Peristiwa ini terjadi di tengah kekerasan yang seolah tak kunjung reda. Sumber-sumber Palestina, seperti dikutip dari laporan AFP pada Rabu (29/4/2026), mengatakan bahwa wilayah mereka terus diterpa serangan setiap hari. Tuduhan saling lempar antara militer Israel dan Hamas pun tak terhindarkan masing-masing menuding pihak lain melanggar gencatan senjata yang sudah disepakati sejak Oktober lalu.
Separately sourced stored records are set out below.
//! Persistence layer: the customer store boundary.
//!
//! [`CustomerStore`] is the contract the service layer talks to. Each
//! method maps to exactly one statement against the `customer` table.
//! [`PostgresCustomerStore`] is the durable backend; [`InMemoryCustomerStore`]
//! mirrors its semantics without a database for development and tests.

pub mod memory;
pub mod postgres;

use async_trait::async_trait;

pub use memory::InMemoryCustomerStore;
pub use postgres::{PostgresCustomerStore, connect_pool};

use crate::domain::{Customer, CustomerId};
use crate::error::ApiError;

/// Storage contract for customer rows.
///
/// Implementations hold no request-scoped state. `update` and `delete`
/// against an id with no row succeed without changing anything.
#[async_trait]
pub trait CustomerStore: Send + Sync + std::fmt::Debug {
    /// Inserts a new row; the store assigns the id.
    ///
    /// # Errors
    ///
    /// Returns [`ApiError::Persistence`] if the statement fails.
    async fn add(&self, first_name: &str, last_name: &str) -> Result<(), ApiError>;

    /// Returns every row in the table.
    ///
    /// # Errors
    ///
    /// Returns [`ApiError::Persistence`] if the statement fails.
    async fn find(&self) -> Result<Vec<Customer>, ApiError>;

    /// Replaces both name fields of the row with the given id.
    ///
    /// # Errors
    ///
    /// Returns [`ApiError::Persistence`] if the statement fails.
    async fn update(
        &self,
        id: CustomerId,
        first_name: &str,
        last_name: &str,
    ) -> Result<(), ApiError>;

    /// Removes the row with the given id.
    ///
    /// # Errors
    ///
    /// Returns [`ApiError::Persistence`] if the statement fails.
    async fn delete(&self, id: CustomerId) -> Result<(), ApiError>;

    /// Short backend name reported by the health endpoint.
    fn backend(&self) -> &'static str;
}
Nah, soal insiden paling anyar, begini ceritanya. Badan pertahanan sipil Gaza menyebutkan, empat orang tewas dan enam lainnya luka-luka. Penyebabnya? Sebuah drone menembakkan dua rudal ke arah mobil yang melintas di lingkungan Al-Rimal, barat Kota Gaza. Suasananya pasti mencekam saat itu.
Seorang sumber keamanan Gaza kemudian mengidentifikasi dua dari korban tewas tersebut. Mereka adalah komandan Hamas, Iyad al-Shanbari, dan putranya yang bernama Salah. Soal dua korban lainnya, sumber itu tidak menyebutkan nama. Hamas sendiri, hingga berita ini diturunkan, belum memberikan reaksi resmi.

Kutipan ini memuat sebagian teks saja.